In his decision, the AJ noted that issues 1, 2, 3, and 5 were addressed

in a union grievance. The AJ noted that although these issues have

been dismissed, the facts surrounding those issues were considered as

background evidence in the AJ's decision. Moreover, the AJ noted that

the basis of reprisal was added during the hearing.

The AJ noted that complainant submitted a request for reasonable

accommodation on June 21, 2005, to remain on her same working schedule of

7:00 a.m. to 5:45 p.m. four days per week (with Fridays off) and having

her POD in Shelby instead of Charlotte, North Carolina. The AJ determined

there was no evidence that the agency did anything with the request.

The AJ found the agency's lack of action constituted a violation of the

Rehabilitation Act. Additionally, the AJ found complainant prevailed

on her disparate treatment claim and her claim that she was subjected

to a hostile work environment based on age, disability, and reprisal.

The AJ found complainant was entitled to payment of $626.00 of unpaid

mileage, $320.00 for individual psychotherapy, $2,138.00 for "other

medicals," restoration of 100 hours of sick leave and 80 hours of annual

leave, compensatory damages in the amount of $50,000.00, and attorney's

fees and costs in the amount of $8,950.00.

The agency subsequently issued a final order rejecting the AJ's finding

that complainant proved that she was subjected to discrimination

as alleged. In conjunction with the issuance of its final action,

the agency filed an appeal with the Commission.

The agency filed a brief in support of its appeal dated December 11,

2007.1 On appeal, the agency argues that the AJ improperly considered

evidence surrounding issues 1, 2, 3, and 5 and improperly rendered a

decision on these issues. The agency claims that these issues were

properly dismissed by the agency due to the filing of a union grievance

on the same matters prior to the filing of complainant's EEO complaint.

The agency also argues that the AJ improperly rendered a decision on

issue 7 since the OIL is a preliminary step to taking a personnel action.

The agency states that the OIL is a notice informing an employee that

she has an opportunity to improve her performance or face termination.

The agency argues that since the OIL is a preliminary step to taking a

personnel action, it is not subject to the Commission's review.

Additionally the agency claims the AJ erred by applying the incorrect

burden of proof on the issue of perceived disability. The agency claims

the AJ did not require complainant to show that management perceived her

as substantially limited from performing a wide range of jobs of similar

character and not just a particular position. The agency argues it was

error for the AJ to conclude that management perceived complainant as

disabled based solely on the fact that complainant's supervisor granted

her sick leave requests, for leave which she had already accrued.

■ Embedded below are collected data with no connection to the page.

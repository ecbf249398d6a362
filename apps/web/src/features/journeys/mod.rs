//! Journey-template feature. Wire types and draft validation live in the
//! `journey_forms` crate; this module adds the API client.

pub(crate) mod client;
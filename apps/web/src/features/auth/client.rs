//! Client wrappers for the auth API endpoints. These helpers centralize
//! endpoint paths and the anti-forgery handshake, keeping auth flows
//! consistent and credential handling out of route code.

use crate::{
    app_lib::{api, AppError},
    features::auth::{
        csrf,
        types::{CurrentUser, LoginRequest, ResetPasswordRequest, VerifyCredentialsRequest},
    },
};
use session_gate::{classify_login_response, LoginResult};

const LOGIN_PATH: &str = "/api/auth/login/";
const LOGOUT_PATH: &str = "/api/auth/logout/";
const CURRENT_USER_PATH: &str = "/api/auth/user/";
const VERIFY_CREDENTIALS_PATH: &str = "/api/users/verify_credentials/";
const RESET_PASSWORD_PATH: &str = "/api/users/reset_password/";

const VERIFY_FALLBACK: &str = "Invalid username or password.";
const RESET_FALLBACK: &str = "Password reset failed.";

/// Submits credentials and classifies the outcome. The anti-forgery cookie
/// is acquired first; the credential POST never races it.
pub async fn login(username: &str, password: &str) -> LoginResult {
    let request = LoginRequest {
        username: username.to_string(),
        password: password.to_string(),
    };

    match api::post_json_for_status(LOGIN_PATH, &request, &csrf_headers().await).await {
        Ok((status, body)) => classify_login_response(status, &body),
        Err(err) => LoginResult::TransportError {
            message: err.to_string(),
        },
    }
}

/// Validates a username/password pair without establishing a session. Gates
/// entry into the set-password step of the reset interstitial.
pub async fn verify_credentials(username: &str, password: &str) -> Result<(), AppError> {
    let request = VerifyCredentialsRequest {
        username: username.to_string(),
        password: password.to_string(),
    };

    let (status, body) =
        api::post_json_for_status(VERIFY_CREDENTIALS_PATH, &request, &csrf_headers().await)
            .await?;
    if (200..300).contains(&status) {
        Ok(())
    } else {
        Err(AppError::Http {
            status,
            message: api::failure_message(&body, VERIFY_FALLBACK),
        })
    }
}

/// Rotates the account password. On success the caller clears the reset
/// stash and returns the user to the login screen; a reset never signs the
/// user in by itself.
pub async fn reset_password(
    username: &str,
    current_password: &str,
    new_password: &str,
) -> Result<(), AppError> {
    let request = ResetPasswordRequest {
        username: username.to_string(),
        current_password: current_password.to_string(),
        new_password: new_password.to_string(),
    };

    let (status, body) =
        api::post_json_for_status(RESET_PASSWORD_PATH, &request, &csrf_headers().await).await?;
    if (200..300).contains(&status) {
        Ok(())
    } else {
        Err(AppError::Http {
            status,
            message: api::failure_message(&body, RESET_FALLBACK),
        })
    }
}

/// Ends the server-side session. The caller clears local state regardless of
/// the response.
pub async fn logout() -> Result<(), AppError> {
    api::post_empty(LOGOUT_PATH).await
}

/// Fetches the identity behind the current token.
pub async fn fetch_current_user() -> Result<CurrentUser, AppError> {
    api::get_json(CURRENT_USER_PATH).await
}

async fn csrf_headers() -> Vec<(String, String)> {
    match csrf::ensure_csrf_token().await {
        Some(token) => vec![(csrf::CSRF_HEADER.to_string(), token)],
        None => Vec::new(),
    }
}
//! Route guards. Each instance performs a one-shot session check on mount:
//! `Unknown` renders a neutral placeholder (never the children, never a
//! redirect), then the instance settles into rendering or navigating away.
//! The session is re-read from storage on every navigation; nothing is
//! cached across guard instances.

use crate::app_lib::config::AppConfig;
use crate::features::auth::storage;
use crate::routes::paths;
use leptos::prelude::*;
use leptos_router::hooks::use_navigate;
use session_gate::{decide, GuardDecision, GuardKind, GuardState};

/// Wraps screens that require an authenticated session. Anonymous visitors
/// are sent to the login screen. An authorized entry also clears any stale
/// reset stash so an abandoned interstitial cannot leave credentials in the
/// transient tier.
#[component]
pub fn ProtectedRoute(children: ChildrenFn) -> impl IntoView {
    let (state, set_state) = signal(GuardState::Unknown);
    let navigate = use_navigate();

    Effect::new(move |_| {
        if state.get_untracked() != GuardState::Unknown {
            return;
        }
        let session = storage::session_store().get();
        match decide(GuardKind::Protected, &session) {
            GuardDecision::Render => {
                storage::pending_reset_store().clear();
                set_state.set(GuardState::Authorized);
            }
            GuardDecision::Redirect => {
                set_state.set(GuardState::Unauthorized);
                navigate(paths::LOGIN, Default::default());
            }
        }
    });

    view! {
        {move || match state.get() {
            GuardState::Authorized => children().into_any(),
            _ => view! { <GuardPlaceholder /> }.into_any(),
        }}
    }
}

/// Wraps anonymous-only screens (login, reset interstitials). Authenticated
/// visitors are sent to the configured landing route instead.
#[component]
pub fn PublicRoute(children: ChildrenFn) -> impl IntoView {
    let (state, set_state) = signal(GuardState::Unknown);
    let navigate = use_navigate();

    Effect::new(move |_| {
        if state.get_untracked() != GuardState::Unknown {
            return;
        }
        let session = storage::session_store().get();
        match decide(GuardKind::Public, &session) {
            GuardDecision::Render => set_state.set(GuardState::Authorized),
            GuardDecision::Redirect => {
                set_state.set(GuardState::Unauthorized);
                let landing = AppConfig::load().landing_route;
                navigate(&landing, Default::default());
            }
        }
    });

    view! {
        {move || match state.get() {
            GuardState::Authorized => children().into_any(),
            _ => view! { <GuardPlaceholder /> }.into_any(),
        }}
    }
}

/// Neutral full-screen placeholder shown while a guard is undecided or a
/// redirect is in flight.
#[component]
fn GuardPlaceholder() -> impl IntoView {
    view! {
        <div class="flex justify-center items-center min-h-screen bg-white dark:bg-gray-900">
            <div class="animate-pulse text-gray-400">"Loading..."</div>
        </div>
    }
}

The agency also argues the AJ used the improper analysis relating to

complainant's perceived disability and her request for a reasonable

accommodation. Specifically, the agency notes that it is not obligated

to consider an accommodation for an employee who is not disabled, but

who is perceived to be disabled.

Moreover, the agency claims the AJ erred by finding retaliation without

identifying which management actions were retaliatory and without

articulating what protected activity by complainant formed the basis for

the alleged retaliation. The agency concedes it is possible that the AJ

viewed complainant's June 21, 2005 request for reasonable accommodation as

prior EEO activity sufficient to form the basis of a retaliation claim.

However, the agency states that to establish a prima facie case of

retaliation, complainant must prove the alleged discriminating official

was aware of the alleged protected activity. The agency states that

complainant's first-level supervisor and second-level supervisor both

testified that they had not seen or heard of any request for reasonable

accommodation from complainant. The agency notes complainant produces

no evidence to challenge these assertions. The agency notes that during

the hearing, complainant admitted that she did not recall to whom she

had submitted her reasonable accommodation request and states she was not

aware of whether S1 was aware of or had received a copy of her request.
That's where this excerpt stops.